_Exercise directions_: Could you restate the whole listing word for word?

_Data for this task_:
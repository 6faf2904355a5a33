use std::{borrow::Cow, time::Duration};

use sqlx::{
    postgres::{PgConnectOptions, PgPoolOptions},
    Connection, Executor, PgPool,
};
use uuid::Uuid;

use crate::models::{
    Admin, AdminPrincipal, ApplicationDecision, ApplicationStatus, ApplicationType, Business,
    BusinessApplication, BusinessPayload, Category, DirectoryStats, NewBusinessApplication,
};
use crate::query::{listing_query, BuiltQuery, FilterSpec, SqlParam, APPLICATIONS, BUSINESSES};

const BUSINESS_COLUMNS: &str = BUSINESSES.columns;
const APPLICATION_COLUMNS: &str = APPLICATIONS.columns;

#[derive(Clone)]
pub struct Database {
    pool: PgPool,
}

_Response to this task_:
repository 6faf2904355a5a33
use std::{borrow::Cow, time::Duration};

use sqlx::{
    postgres::{PgConnectOptions, PgPoolOptions},
    Connection, Executor, PgPool,
};
use uuid::Uuid;

use crate::models::{
    Admin, AdminPrincipal, ApplicationDecision, ApplicationStatus, ApplicationType, Business,
    BusinessApplication, BusinessPayload, Category, DirectoryStats, NewBusinessApplication,
};
use crate::query::{listing_query, BuiltQuery, FilterSpec, SqlParam, APPLICATIONS, BUSINESSES};

const BUSINESS_COLUMNS: &str = BUSINESSES.columns;
const APPLICATION_COLUMNS: &str = APPLICATIONS.columns;

#[derive(Clone)]
pub struct Database {
    pool: PgPool,
}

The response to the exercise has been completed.